The Case for Pragmatic Psychology
The Case for Pragmatic Psychology
Web Site
The interested reader is urged to contact the author and join a Pragmatic Psychology Dialogue Group at the following web site: http://www.rci.rutgers.edu/~dfishman/
“At long last, a tightly reasoned, thoroughly grounded treatise showing that complex social programs can be understood far more profoundly and usefully than past mindsets have allowed.”
–Lisbeth B. Schorr, author of Common Purpose: Strengthening Families and Neighborhoods to Rebuild America
“Fishman creates a new paradigm for advancing clinical science. Every mental health professional aspiring to be accountable and a scientist practitioner in their work should be aware of the ideas in this readable and entertaining book.”
–David H. Barlow, editor of Clinical Handbook of Psychological Disorders
“Daniel Fishman cuts through rhetoric with clear writing and a razor-sharp wit. The chapter on education is like the welcome beam of a lighthouse in a fog.”
–Maurice J. Elias, coauthor of Social Problem Solving: Interventions in the Schools
“Fishman makes the case for a pragmatic psychology in unusually lucid and forceful prose. This book should be read not only by professional psychologists but by anyone interested in the future of mind-related science.”
–John Horgan, author of The End of Science: Facing the Limits of Knowledge in the Twilight of the Scientific Age
“Fishman’s liberating insights will free his readers to set aside the intellectual quandaries that plague philosophers and psychologists at the end of the 20th century, and turn back with confidence to the practice of their work.”
–Stephen Toulmin, author of Cosmopolis: The Hidden Agenda of Modernity
“As we try to steer a course through the public policy debates of the 21st century, Fishman’s pragmatic psychology for enhancing human services provides a far-reaching new resource for meeting this challenge.”
–Pat Schroeder, President and CEO, Association of American Publishers. Former Congresswoman from Colorado.
About the Book
A cursory survey of the field of psychology reveals raging debate among psychologists about the methods, goals, and significance of the discipline, psychology’s own version of the science wars.
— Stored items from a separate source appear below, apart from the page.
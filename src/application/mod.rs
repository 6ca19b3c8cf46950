//! Application layer - Handlers that coordinate domain services and ports.

pub mod handlers;

pub use handlers::{
    AnalysisOutcome, AnalyzeCommand, AnalyzeError, AnalyzeHandler, RankFileCommand, RankFileError,
    RankFileHandler, UploadPolicy, ValidateRequestCommand, ValidateRequestHandler,
    ValidateRequestResult,
};
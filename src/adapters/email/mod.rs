//! Email adapters - Result delivery by email.

mod address;
mod resend_notifier;
mod summary;

pub use address::is_valid_email;
pub use resend_notifier::{NoopNotifier, ResendConfig, ResendNotifier, DEFAULT_RESEND_BASE_URL};
pub use summary::{escape_html, render_summary, RESULT_SUBJECT, SUMMARY_ROWS};
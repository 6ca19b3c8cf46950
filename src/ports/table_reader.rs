//! Table Reader Port - Turns uploaded bytes into a raw decision table.
//!
//! Adapters (CSV, JSON) hand the domain a [`RawTable`] already split into
//! headers and cells. Whether the first column really holds identifiers and
//! the rest numbers is decided later by the Validator.

use std::fmt;
use thiserror::Error;

use crate::domain::topsis::RawTable;

/// Supported tabular input formats.
#[derive(Debug, Clone, Copy, PartialEq, Eq, Hash)]
pub enum TableFormat {
    Csv,
    Json,
}

impl TableFormat {
    /// Detects the format from a file name extension (case-insensitive).
    pub fn from_file_name(file_name: &str) -> Result<Self, IngestError> {
        let extension = file_name
            .rsplit_once('.')
            .map(|(_, ext)| ext.to_ascii_lowercase())
            .ok_or_else(|| IngestError::UnsupportedFormat(file_name.to_string()))?;
        Self::from_extension(&extension)
    }

    /// Parses a bare extension such as `csv`.
    pub fn from_extension(extension: &str) -> Result<Self, IngestError> {
        match extension.trim_start_matches('.').to_ascii_lowercase().as_str() {
            "csv" => Ok(TableFormat::Csv),
            "json" => Ok(TableFormat::Json),
            other => Err(IngestError::UnsupportedFormat(other.to_string())),
        }
    }

    pub fn extension(&self) -> &'static str {
        match self {
            TableFormat::Csv => "csv",
            TableFormat::Json => "json",
        }
    }
}

impl fmt::Display for TableFormat {
    fn fmt(&self, f: &mut fmt::Formatter<'_>) -> fmt::Result {
        write!(f, "{}", self.extension())
    }
}

/// Errors raised while reading tabular input.
#[derive(Debug, Clone, PartialEq, Eq, Error)]
pub enum IngestError {
    /// File type is not one of the supported formats.
    #[error("Unsupported file format: {0}")]
    UnsupportedFormat(String),

    /// Input contains no header or no data.
    #[error("Input file is empty")]
    Empty,

    /// Input could not be parsed.
    #[error("Error reading {format} data: {message}")]
    Malformed { format: String, message: String },
}

impl IngestError {
    pub fn malformed(format: TableFormat, message: impl Into<String>) -> Self {
        IngestError::Malformed {
            format: format.to_string(),
            message: message.into(),
        }
    }
}

/// Port for reading a decision table from raw bytes.
pub trait TableReader: Send + Sync {
    /// The format this reader understands.
    fn format(&self) -> TableFormat;

    /// Parses bytes into headers and cells.
    ///
    /// # Errors
    ///
    /// Returns `IngestError::Empty` when there is no header or data and
    /// `IngestError::Malformed` when the bytes are not valid for the format.
    fn read(&self, bytes: &[u8]) -> Result<RawTable, IngestError>;
}
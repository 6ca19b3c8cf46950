//! Plain-text table rendering for terminal output.

use crate::domain::topsis::Ranking;
use crate::ports::{RANK_COLUMN, SCORE_COLUMN};

/// Decimal places used for scores in the text table.
pub const SCORE_PRECISION: usize = 6;

/// Renders the ranking as an aligned text table, best row first.
///
/// Text columns are left-aligned and numeric columns right-aligned.
pub fn render_table(ranking: &Ranking) -> String {
    let headers = ranking.columns(SCORE_COLUMN, RANK_COLUMN);

    let body: Vec<Vec<String>> = ranking
        .rows
        .iter()
        .map(|row| {
            std::iter::once(row.identifier.clone())
                .chain(row.values.iter().map(|v| v.to_string()))
                .chain([
                    format!("{:.*}", SCORE_PRECISION, row.score),
                    row.rank.to_string(),
                ])
                .collect()
        })
        .collect();

    let widths: Vec<usize> = headers
        .iter()
        .enumerate()
        .map(|(col, header)| {
            body.iter()
                .map(|cells| cells[col].chars().count())
                .chain(std::iter::once(header.chars().count()))
                .max()
                .unwrap_or(0)
        })
        .collect();

    let format_line = |cells: &[String]| -> String {
        cells
            .iter()
            .zip(&widths)
            .enumerate()
            .map(|(col, (cell, width))| {
                if col == 0 {
                    format!("{:<width$}", cell, width = width)
                } else {
                    format!("{:>width$}", cell, width = width)
                }
            })
            .collect::<Vec<_>>()
            .join("  ")
            .trim_end()
            .to_string()
    };

    let mut lines = Vec::with_capacity(body.len() + 2);
    lines.push(format_line(&headers));
    lines.push(
        widths
            .iter()
            .map(|w| "-".repeat(*w))
            .collect::<Vec<_>>()
            .join("  "),
    );
    lines.extend(body.iter().map(|cells| format_line(cells)));
    lines.join("\n")
}

#[cfg(test)]
mod tests {
    use super::*;
    use crate::domain::topsis::ResultRow;

    fn ranking() -> Ranking {
        Ranking {
            identifier_header: "Name".to_string(),
            criteria: vec!["C1".to_string()],
            rows: vec![
                ResultRow {
                    identifier: "Alpha".to_string(),
                    input_index: 0,
                    values: vec![10.0],
                    score: 1.0,
                    rank: 1,
                },
                ResultRow {
                    identifier: "B".to_string(),
                    input_index: 1,
                    values: vec![2.5],
                    score: 0.0,
                    rank: 2,
                },
            ],
        }
    }

    #[test]
    fn renders_header_rule_and_rows() {
        let table = render_table(&ranking());
        let lines: Vec<&str> = table.lines().collect();
        assert_eq!(lines.len(), 4);
        assert_eq!(lines[0], "Name    C1  Topsis Score  Rank");
        assert_eq!(lines[1], "-----  ---  ------------  ----");
        assert_eq!(lines[2], "Alpha   10      1.000000     1");
        assert_eq!(lines[3], "B      2.5      0.000000     2");
    }

    #[test]
    fn scores_use_six_decimal_places() {
        let mut ranking = ranking();
        ranking.rows[0].score = 0.123456789;
        assert!(render_table(&ranking).contains("0.123457"));
    }
}
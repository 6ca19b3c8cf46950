//! Decision Matrix - Alternatives × criteria table of raw values.

use serde::{Deserialize, Serialize};
use std::collections::HashSet;

use crate::domain::foundation::ValidationError;

/// Default header for the identifier column.
pub const DEFAULT_IDENTIFIER_HEADER: &str = "Alternative";

/// An m×n table of criterion values, one row per alternative.
///
/// Construction through [`DecisionMatrixBuilder`] guarantees the shape
/// (at least one row and one criterion, rectangular, unique identifiers,
/// finite values). Strict positivity is checked by the Validator.
#[derive(Debug, Clone, PartialEq, Serialize, Deserialize)]
pub struct DecisionMatrix {
    identifier_header: String,
    criteria: Vec<String>,
    alternatives: Vec<String>,
    values: Vec<Vec<f64>>,
}

impl DecisionMatrix {
    /// Creates a builder for constructing a decision matrix.
    pub fn builder() -> DecisionMatrixBuilder {
        DecisionMatrixBuilder::new()
    }

    /// Header of the identifier column.
    pub fn identifier_header(&self) -> &str {
        &self.identifier_header
    }

    /// Ordered criterion names.
    pub fn criteria(&self) -> &[String] {
        &self.criteria
    }

    /// Ordered alternative identifiers.
    pub fn alternatives(&self) -> &[String] {
        &self.alternatives
    }

    /// Row-major values.
    pub fn rows(&self) -> &[Vec<f64>] {
        &self.values
    }

    /// Values of a single alternative.
    pub fn row(&self, index: usize) -> Option<&[f64]> {
        self.values.get(index).map(Vec::as_slice)
    }

    /// Values of a single criterion, top to bottom.
    pub fn column(&self, index: usize) -> Vec<f64> {
        self.values.iter().map(|row| row[index]).collect()
    }

    /// Number of alternatives (m).
    pub fn alternative_count(&self) -> usize {
        self.alternatives.len()
    }

    /// Number of criteria (n).
    pub fn criterion_count(&self) -> usize {
        self.criteria.len()
    }

    /// Every value in row-major order.
    pub fn values(&self) -> impl Iterator<Item = f64> + '_ {
        self.values.iter().flat_map(|row| row.iter().copied())
    }

    /// Returns a copy with one criterion column multiplied by `factor`.
    pub fn with_scaled_column(&self, column: usize, factor: f64) -> Self {
        let mut scaled = self.clone();
        for row in &mut scaled.values {
            if let Some(value) = row.get_mut(column) {
                *value *= factor;
            }
        }
        scaled
    }
}

/// Builder for constructing DecisionMatrix instances.
#[derive(Debug, Default)]
pub struct DecisionMatrixBuilder {
    identifier_header: Option<String>,
    criteria: Vec<String>,
    rows: Vec<(String, Vec<f64>)>,
}

impl DecisionMatrixBuilder {
    /// Creates a new builder.
    pub fn new() -> Self {
        Self::default()
    }

    /// Sets the identifier column header.
    pub fn identifier_header(mut self, header: impl Into<String>) -> Self {
        self.identifier_header = Some(header.into());
        self
    }

    /// Sets the criterion names.
    pub fn criteria(mut self, names: Vec<impl Into<String>>) -> Self {
        self.criteria = names.into_iter().map(Into::into).collect();
        self
    }

    /// Adds an alternative with its criterion values.
    pub fn row(mut self, identifier: impl Into<String>, values: Vec<f64>) -> Self {
        self.rows.push((identifier.into(), values));
        self
    }

    /// Builds the matrix, checking its shape.
    ///
    /// When no criterion names were given they default to `C1..Cn`, taken
    /// from the width of the first row.
    pub fn build(self) -> Result<DecisionMatrix, ValidationError> {
        if self.rows.is_empty() {
            return Err(ValidationError::schema(
                "matrix",
                "at least one alternative is required",
            ));
        }

        let criteria = if self.criteria.is_empty() {
            let width = self.rows[0].1.len();
            (1..=width).map(|j| format!("C{}", j)).collect()
        } else {
            self.criteria
        };

        if criteria.is_empty() {
            return Err(ValidationError::schema(
                "matrix",
                "at least one criterion column is required",
            ));
        }

        let mut seen = HashSet::new();
        let mut alternatives = Vec::with_capacity(self.rows.len());
        let mut values = Vec::with_capacity(self.rows.len());

        for (identifier, row) in self.rows {
            if identifier.trim().is_empty() {
                return Err(ValidationError::schema(
                    "identifier",
                    "alternative identifiers cannot be empty",
                ));
            }
            if !seen.insert(identifier.clone()) {
                return Err(ValidationError::schema(
                    "identifier",
                    format!("duplicate alternative identifier '{}'", identifier),
                ));
            }
            if row.len() != criteria.len() {
                return Err(ValidationError::schema(
                    identifier.as_str(),
                    format!(
                        "expected {} criterion values, found {}",
                        criteria.len(),
                        row.len()
                    ),
                ));
            }
            if row.iter().any(|v| !v.is_finite()) {
                return Err(ValidationError::schema(
                    identifier.as_str(),
                    "criterion values must be finite numbers",
                ));
            }
            alternatives.push(identifier);
            values.push(row);
        }

        Ok(DecisionMatrix {
            identifier_header: self
                .identifier_header
                .unwrap_or_else(|| DEFAULT_IDENTIFIER_HEADER.to_string()),
            criteria,
            alternatives,
            values,
        })
    }
}
//! Result Notifier Port - Delivers finished analyses to a recipient.
//!
//! Purely downstream of the result sink: the scoring core never knows
//! whether delivery succeeded.

use async_trait::async_trait;
use thiserror::Error;

/// A file attached to a notification.
#[derive(Debug, Clone, PartialEq, Eq)]
pub struct Attachment {
    pub file_name: String,
    pub content: Vec<u8>,
}

/// A message to deliver.
#[derive(Debug, Clone, PartialEq, Eq)]
pub struct Notification {
    pub recipient: String,
    pub subject: String,
    pub html_body: String,
    pub attachment: Option<Attachment>,
}

/// Errors raised while delivering a notification.
#[derive(Debug, Clone, PartialEq, Eq, Error)]
pub enum NotifyError {
    /// No delivery channel is configured.
    #[error("Email not configured")]
    NotConfigured,

    /// The provider could not be reached.
    #[error("Email transport error: {0}")]
    Transport(String),

    /// The provider refused the message.
    #[error("Email rejected with status {status}: {message}")]
    Rejected { status: u16, message: String },
}

/// Port for delivering notifications.
#[async_trait]
pub trait ResultNotifier: Send + Sync {
    /// Whether this notifier can deliver at all.
    fn is_configured(&self) -> bool;

    /// Delivers one notification.
    async fn notify(&self, notification: &Notification) -> Result<(), NotifyError>;
}
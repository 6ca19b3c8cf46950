//! ValidateRequestHandler - Field-level checks of a submission before upload.

use std::collections::BTreeMap;

use crate::adapters::email::is_valid_email;
use crate::domain::topsis::{parse_impacts, parse_weights, ImpactVector, WeightVector};

/// Raw form fields as typed by the user.
#[derive(Debug, Clone, Default)]
pub struct ValidateRequestCommand {
    pub email: String,
    pub weights: String,
    pub impacts: String,
}

/// Messages keyed by field name (`email`, `weights`, `impacts`).
#[derive(Debug, Clone, Default, PartialEq, Eq)]
pub struct ValidateRequestResult {
    pub errors: BTreeMap<String, String>,
}

impl ValidateRequestResult {
    pub fn is_valid(&self) -> bool {
        self.errors.is_empty()
    }
}

/// Checks each field independently so every problem is reported at once.
#[derive(Debug, Clone, Default)]
pub struct ValidateRequestHandler;

impl ValidateRequestHandler {
    pub fn new() -> Self {
        Self
    }

    pub fn handle(&self, cmd: &ValidateRequestCommand) -> ValidateRequestResult {
        let mut errors = BTreeMap::new();

        if let Some(message) = Self::check_email(&cmd.email) {
            errors.insert("email".to_string(), message);
        }
        if let Some(message) = Self::check_weights(&cmd.weights) {
            errors.insert("weights".to_string(), message);
        }
        if let Some(message) = Self::check_impacts(&cmd.impacts) {
            errors.insert("impacts".to_string(), message);
        }

        ValidateRequestResult { errors }
    }

    fn check_email(email: &str) -> Option<String> {
        let email = email.trim();
        if email.is_empty() {
            Some("Email is required".to_string())
        } else if !is_valid_email(email) {
            Some("Invalid email format".to_string())
        } else {
            None
        }
    }

    fn check_weights(weights: &str) -> Option<String> {
        if weights.trim().is_empty() {
            return Some("Weights are required".to_string());
        }
        parse_weights(weights)
            .and_then(WeightVector::try_new)
            .err()
            .map(|e| e.to_string())
    }

    fn check_impacts(impacts: &str) -> Option<String> {
        if impacts.trim().is_empty() {
            return Some("Impacts are required".to_string());
        }
        parse_impacts(impacts)
            .and_then(|tokens| ImpactVector::from_tokens(&tokens))
            .err()
            .map(|e| e.to_string())
    }
}
//! CSV result writer.

use crate::domain::topsis::Ranking;
use crate::ports::{ExportError, ResultWriter, RANK_COLUMN, SCORE_COLUMN};

/// Writes the ranking as CSV: the input columns followed by
/// `Topsis Score` and `Rank`, best row first.
#[derive(Debug, Clone, Default)]
pub struct CsvResultWriter;

impl CsvResultWriter {
    pub fn new() -> Self {
        Self
    }
}

impl ResultWriter for CsvResultWriter {
    fn file_extension(&self) -> &'static str {
        "csv"
    }

    fn write(&self, ranking: &Ranking) -> Result<Vec<u8>, ExportError> {
        let mut writer = csv::Writer::from_writer(Vec::new());

        writer
            .write_record(ranking.columns(SCORE_COLUMN, RANK_COLUMN))
            .map_err(|e| ExportError::Write(e.to_string()))?;

        for row in &ranking.rows {
            let record = std::iter::once(row.identifier.clone())
                .chain(row.values.iter().map(|v| v.to_string()))
                .chain([row.score.to_string(), row.rank.to_string()]);
            writer
                .write_record(record)
                .map_err(|e| ExportError::Write(e.to_string()))?;
        }

        writer
            .into_inner()
            .map_err(|e| ExportError::Write(e.to_string()))
    }
}
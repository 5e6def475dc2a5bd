use serde::{Deserialize, Serialize};
use strum::Display;

/// A mutating Bluetooth operation.
#[derive(Debug, Clone, Copy, PartialEq, Eq, Hash, Serialize, Deserialize, Display)]
#[serde(rename_all = "kebab-case")]
#[strum(serialize_all = "kebab-case")]
pub enum BluetoothAction {
    Disconnect,
    Connect,
}

/// Classified outcome of a single mutating call.
#[derive(Debug, Clone, Copy, PartialEq, Eq, Hash, Serialize, Deserialize, Display)]
#[serde(rename_all = "kebab-case")]
#[strum(serialize_all = "kebab-case")]
pub enum ActionStatus {
    Success,
    ToolMissing,
    ExecutionFailed,
    Timeout,
}

impl ActionStatus {
    pub fn is_success(self) -> bool {
        self == Self::Success
    }
}

/// Result of an action, with the raw tool output kept for diagnostics.
#[derive(Debug, Clone, PartialEq, Eq, Serialize)]
pub struct ActionResult {
    pub action: BluetoothAction,
    pub status: ActionStatus,
    pub diagnostics: String,
    /// The call was only logged, never issued.
    pub dry_run: bool,
}
// ── Orchestrator ──
//
// The facade the CLI talks to. Owns the runner, the prober, the action
// executor and discovery for one invocation, and wires them into the
// sequencer and fallback selector for `run_recovery`.

use std::sync::Arc;

use tokio_util::sync::CancellationToken;
use tracing::{info, warn};

use crate::action::ActionExecutor;
use crate::config::RecoveryConfig;
use crate::discovery::{DeviceDiscovery, filter_by_name_hint};
use crate::error::CoreError;
use crate::fallback::{FallbackOutcome, FallbackSelector, manual_guidance};
use crate::model::{
    DeviceIdentity, DiscoveredDevice, FailureReason, MacAddress, ProbeSource, RecoveryMethod,
    RecoveryReport, StatusReport,
};
use crate::probe::{FormatCache, StatusProber};
use crate::runner::{CommandRunner, SystemRunner};
use crate::sequencer::{RecoverySequencer, SequenceOutcome};

pub struct Orchestrator {
    config: RecoveryConfig,
    runner: Arc<dyn CommandRunner>,
    prober: StatusProber,
    executor: ActionExecutor,
    discovery: DeviceDiscovery,
}

impl Orchestrator {
    /// Build an orchestrator that drives the real system tools.
    pub fn new(config: RecoveryConfig) -> Result<Self, CoreError> {
        Self::with_runner(config, Arc::new(SystemRunner::new()))
    }

    /// Build an orchestrator over an arbitrary command runner.
    pub fn with_runner(
        config: RecoveryConfig,
        runner: Arc<dyn CommandRunner>,
    ) -> Result<Self, CoreError> {
        config.validate()?;

        let timeout = config.durations.command_timeout;
        let formats = Arc::new(FormatCache::new());
        let prober = StatusProber::new(
            Arc::clone(&runner),
            config.tools.clone(),
            timeout,
            Arc::clone(&formats),
        );
        let executor = ActionExecutor::new(
            Arc::clone(&runner),
            config.tools.control.clone(),
            timeout,
            formats,
            config.dry_run,
        );
        let discovery = DeviceDiscovery::new(Arc::clone(&runner), config.tools.clone(), timeout);

        Ok(Self {
            config,
            runner,
            prober,
            executor,
            discovery,
        })
    }

    pub fn config(&self) -> &RecoveryConfig {
        &self.config
    }

    pub fn prober(&self) -> &StatusProber {
        &self.prober
    }

    // ── Read-only entry points ───────────────────────────────────────

    /// Probe one device. Fails only when `address` is not a valid address.
    pub async fn probe_status(&self, address: &str) -> Result<StatusReport, CoreError> {
        let address = MacAddress::parse(address)?;
        let name = match (&self.config.address, &self.config.name) {
            (Some(configured), Some(name)) if *configured == address => Some(name.clone()),
            _ => self.discovery.lookup_name(&address).await,
        };
        Ok(self
            .status_of(&DeviceIdentity::configured(address, name))
            .await)
    }

    /// Probe an already resolved device.
    pub async fn status_of(&self, identity: &DeviceIdentity) -> StatusReport {
        let summary = self.prober.probe_detailed(identity).await;
        StatusReport {
            device: identity.clone(),
            state: summary.state,
            probes: summary.results,
            address_format: self.prober.formats().get(),
        }
    }

    pub async fn discover_devices(&self) -> Vec<DiscoveredDevice> {
        self.discovery.discover().await
    }

    /// Decide which device this run targets.
    ///
    /// A configured address is used as-is unless discovery can list
    /// devices and it is not among them; then the best name-hint match
    /// replaces it. With no address, the best match is required.
    pub async fn resolve_target(&self) -> Result<DeviceIdentity, CoreError> {
        let hints = self.hints();
        let devices = self.discovery.discover().await;

        if let Some(address) = self.config.address {
            if let Some(found) = devices.iter().find(|d| d.address == address) {
                let name = self
                    .config
                    .name
                    .clone()
                    .or_else(|| (!found.name.is_empty()).then(|| found.name.clone()));
                return Ok(DeviceIdentity::configured(address, name));
            }
            if let Some(candidate) = filter_by_name_hint(devices, &hints).into_iter().next() {
                warn!(
                    configured = %address,
                    replacement = %candidate.address,
                    name = %candidate.name,
                    "configured address not found; using discovered device"
                );
                return Ok(DeviceIdentity::detected(candidate.address, candidate.name));
            }
            return Ok(DeviceIdentity::configured(address, self.config.name.clone()));
        }

        match filter_by_name_hint(devices, &hints).into_iter().next() {
            Some(candidate) => {
                info!(address = %candidate.address, name = %candidate.name, "auto-selected device");
                Ok(DeviceIdentity::detected(candidate.address, candidate.name))
            }
            None => Err(CoreError::DeviceNotResolved {
                hint: format!("any of: {}", hints.join(", ")),
            }),
        }
    }

    // ── Recovery ─────────────────────────────────────────────────────

    /// Run the primary sequence and, when it gives up, the fallbacks.
    ///
    /// Errors only when no status source is installed or no target can be
    /// resolved; every other failure is described by the report.
    pub async fn run_recovery(&self, cancel: &CancellationToken) -> Result<RecoveryReport, CoreError> {
        let sources = self.prober.available_sources();
        if sources.is_empty() {
            return Err(CoreError::ToolUnavailable {
                capability: "status".into(),
                tools: ProbeSource::ALL
                    .iter()
                    .map(|&s| self.prober.program(s))
                    .collect::<Vec<_>>()
                    .join(", "),
            });
        }

        let identity = self.resolve_target().await?;
        info!(
            device = %identity.label(),
            auto_detected = identity.auto_detected,
            dry_run = self.config.dry_run,
            "starting recovery"
        );

        let mut diagnostics = vec![format!(
            "status sources: {}",
            sources
                .iter()
                .map(ToString::to_string)
                .collect::<Vec<_>>()
                .join(", ")
        )];

        let sequencer = RecoverySequencer::new(
            &self.prober,
            &self.executor,
            self.config.durations.clone(),
            self.config.max_attempts,
            self.config.dry_run,
        );
        let outcome = sequencer.run(&identity, cancel).await;

        if let Some(format) = self.prober.formats().get() {
            diagnostics.push(format!(
                "{} accepted address format {format}",
                self.config.tools.control
            ));
        }
        for attempt in &outcome.attempts {
            if let Some(reason) = &attempt.failure {
                diagnostics.push(format!("attempt {}: {reason}", attempt.number));
            }
        }

        if outcome.succeeded {
            info!(attempts = outcome.attempts_used(), "recovery succeeded");
            return Ok(self.report(identity, outcome, FallbackOutcome::default(), diagnostics));
        }

        let not_connected = matches!(
            outcome.last_failure(),
            Some(FailureReason::NotConnected { .. })
        );
        let mut fallbacks = FallbackOutcome::default();
        if self.config.enable_fallbacks && !not_connected && !outcome.cancelled {
            let mut target = identity.clone();
            if target.name.is_none() {
                target.name = self.discovery.lookup_name(&target.address).await;
            }
            let selector = FallbackSelector::new(
                Arc::clone(&self.runner),
                &self.prober,
                &self.executor,
                &self.config.tools,
                &self.config.durations,
                self.config.fallback_mode,
                self.config.dry_run,
            );
            fallbacks = selector.run(&target, cancel).await;
            for report in &fallbacks.reports {
                diagnostics.push(format!(
                    "fallback {}: {} {}",
                    report.kind, report.status, report.detail
                ));
            }
        }

        Ok(self.report(identity, outcome, fallbacks, diagnostics))
    }

    fn report(
        &self,
        device: DeviceIdentity,
        outcome: SequenceOutcome,
        fallbacks: FallbackOutcome,
        diagnostics: Vec<String>,
    ) -> RecoveryReport {
        let attempts_used = outcome.attempts_used();
        let final_state = fallbacks.final_state.unwrap_or(outcome.final_state);

        let (success, method_used) = if outcome.succeeded {
            (true, Some(RecoveryMethod::Primary))
        } else if let Some(kind) = fallbacks.succeeded_with {
            (true, Some(RecoveryMethod::Fallback(kind)))
        } else {
            (false, None)
        };

        let reason = if success {
            None
        } else if outcome.cancelled {
            Some("cancelled".to_owned())
        } else {
            Some(match outcome.last_failure() {
                Some(FailureReason::NotConnected { .. }) => "not connected".to_owned(),
                Some(last) if fallbacks.reports.is_empty() => {
                    format!("all {attempts_used} attempts failed (last: {last})")
                }
                Some(last) => format!(
                    "all {attempts_used} attempts and fallbacks failed (last attempt: {last})"
                ),
                None => "no recovery attempt was made".to_owned(),
            })
        };

        let guidance = match (success, fallbacks.guidance.is_empty()) {
            (true, _) => Vec::new(),
            (false, false) => fallbacks.guidance,
            (false, true) => manual_guidance(&device),
        };
        if !success {
            warn!(reason = reason.as_deref().unwrap_or_default(), "recovery failed");
        }

        RecoveryReport {
            device,
            success,
            attempts_used,
            method_used,
            reason,
            final_state,
            attempts: outcome.attempts,
            fallbacks: fallbacks.reports,
            diagnostics,
            guidance,
            dry_run: self.config.dry_run,
        }
    }

    fn hints(&self) -> Vec<String> {
        self.config
            .name
            .iter()
            .chain(self.config.name_hints.iter())
            .cloned()
            .collect()
    }
}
The turn-of-the-century unification of the discipline has given way to a proliferation of competing approaches, a postmodern carnival of theories and methods that calls into question the positivist psychological tradition.
Bridging the gap between the traditional and the novel, Daniel B. Fishman proposes an invigorated, hybrid model for the practice of psychology-a radical, pragmatic reinvention of psychology based on databases of rigorous, solution-focused case studies. In The Case for Pragmatic Psychology, Fishman demonstrates how pragmatism returns psychology to a focus on contextualized knowledge about particular individuals, groups, organizations, and communities in specific situations, sensitive to the complexities and ambiguities of the real world. Fishman fleshes out his theory by applying pragmatic psychology to two contemporary psychosocial dilemmas –the controversies surrounding the “psychotherapy crisis” generated by the growth of managed care, and the heated culture wars over educational reform.
Moving with ease from the theoretical to the nuts and bolts of actual psychological intervention programs, Fishman proffers a strong argument for a new kind of psychology with far-reaching implications for enhancing human services and restructuring public policy.
Instead of bickering over whose psychological paradigms will provide the best general theory of human behavior, argues Daniel B. Fishman, psychologists “need to focus our energy and attention on substantive issues, such as addressing the major psychosocial problems of our times.” The Case for Pragmatic Psychology is a call to arms urging those psychologists who have already adopted a pragmatic approach to their profession to organize and share data with one another so they can fulfill their goals more efficiently. Fishman grounds his argument in a historical consideration of the trend toward psychological theorization and the movements in postmodern philosophy–particularly the recovered interest in pragmatism–that challenge that tendency, as well as an elaboration of the pragmatic case study method. While primarily of professional interest, Fishman’s book is worth considering by anyone concerned with developing concrete agendas for social change.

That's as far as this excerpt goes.